> _DATA TO EXAMINE_
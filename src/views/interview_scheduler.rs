use std::sync::Arc;

use chrono::{NaiveDate, NaiveTime};
use tracing::info;

use super::{toast_err, DialogResult, Notifier, Prompter};
use crate::dto::interview_dto::{parse_rating, InterviewForm, ReschedulePayload};
use crate::error::Result;
use crate::models::interview::{
    Interview, InterviewListQuery, InterviewStats, InterviewStatus, ScheduledInterview,
};
use crate::models::user::User;
use crate::services::access_service::AccessService;
use crate::services::interview_service::InterviewService;

pub struct InterviewScheduler {
    interviews: InterviewService,
    directory: AccessService,
    notifier: Arc<dyn Notifier>,
    prompter: Arc<dyn Prompter>,
}

impl InterviewScheduler {
    pub fn new(
        interviews: InterviewService,
        directory: AccessService,
        notifier: Arc<dyn Notifier>,
        prompter: Arc<dyn Prompter>,
    ) -> Self {
        Self {
            interviews,
            directory,
            notifier,
            prompter,
        }
    }

    /// Users that can be picked as interviewers.
    pub async fn interviewer_directory(&self) -> Result<Vec<User>> {
        let users = toast_err(&*self.notifier, self.directory.users().await)?;
        Ok(users.into_iter().filter(|u| u.is_active).collect())
    }

    /// Validates the form locally; nothing is sent if a check fails.
    pub async fn schedule(&self, form: &InterviewForm) -> Result<ScheduledInterview> {
        let payload = toast_err(&*self.notifier, form.to_payload())?;
        let scheduled = toast_err(&*self.notifier, self.interviews.schedule(&payload).await)?;
        info!(
            application = %payload.application_id,
            date = %payload.scheduled_date,
            "interview scheduled"
        );
        if scheduled.meeting_link_generated {
            self.notifier
                .success("Interview scheduled successfully. Google Meet link generated.");
        } else {
            self.notifier.success("Interview scheduled successfully");
        }
        Ok(scheduled)
    }

    pub async fn list(&self, query: &InterviewListQuery) -> Result<Vec<Interview>> {
        toast_err(&*self.notifier, self.interviews.list(query).await)
    }

    pub async fn stats(&self) -> Result<InterviewStats> {
        toast_err(&*self.notifier, self.interviews.stats().await)
    }

    pub async fn reschedule(&self, id: &str, date: NaiveDate, time: NaiveTime) -> Result<()> {
        let payload = ReschedulePayload {
            scheduled_date: date.format("%Y-%m-%d").to_string(),
            scheduled_time: time.format("%H:%M").to_string(),
            status: InterviewStatus::Rescheduled,
        };
        toast_err(&*self.notifier, self.interviews.reschedule(id, &payload).await)?;
        self.notifier.success("Interview rescheduled successfully");
        Ok(())
    }

    /// Asks for a reason first. Returns `false` if the dialog was dismissed or
    /// left blank.
    pub async fn cancel(&self, id: &str) -> Result<bool> {
        let reason = match self.prompter.prompt("Please provide a reason for cancellation:")? {
            DialogResult::Confirmed(reason) if !reason.trim().is_empty() => reason,
            DialogResult::Confirmed(_) => return Ok(false),
            DialogResult::Dismissed => {
                self.notifier
                    .info("Interview was not cancelled: a reason is required");
                return Ok(false);
            }
        };
        toast_err(&*self.notifier, self.interviews.cancel(id, reason.trim()).await)?;
        self.notifier.success("Interview cancelled successfully");
        Ok(true)
    }

    /// Asks for feedback and a 1 to 5 rating before marking it completed.
    pub async fn complete(&self, id: &str) -> Result<bool> {
        let not_completed = "Interview was not completed: feedback and a rating are required";
        let feedback = match self.prompter.prompt("Interview feedback:")? {
            DialogResult::Confirmed(feedback) => feedback,
            DialogResult::Dismissed => {
                self.notifier.info(not_completed);
                return Ok(false);
            }
        };
        let raw_rating = match self.prompter.prompt("Rating (1-5):")? {
            DialogResult::Confirmed(rating) => rating,
            DialogResult::Dismissed => {
                self.notifier.info(not_completed);
                return Ok(false);
            }
        };
        let rating = toast_err(&*self.notifier, parse_rating(&raw_rating))?;
        toast_err(
            &*self.notifier,
            self.interviews.complete(id, feedback.trim(), rating).await,
        )?;
        self.notifier.success("Interview marked as completed");
        Ok(true)
    }

    pub async fn remind(&self, id: &str) -> Result<()> {
        let message = toast_err(&*self.notifier, self.interviews.remind(id).await)?;
        self.notifier.success(
            message
                .as_deref()
                .unwrap_or("Reminder sent to candidate and interviewers"),
        );
        Ok(())
    }
}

> _TASK_
From the records above, return each line that has the string "NaiveTime".

> _FINISHED EXERCISE_
use chrono::{NaiveDate, NaiveTime};
    pub async fn reschedule(&self, id: &str, date: NaiveDate, time: NaiveTime) -> Result<()> {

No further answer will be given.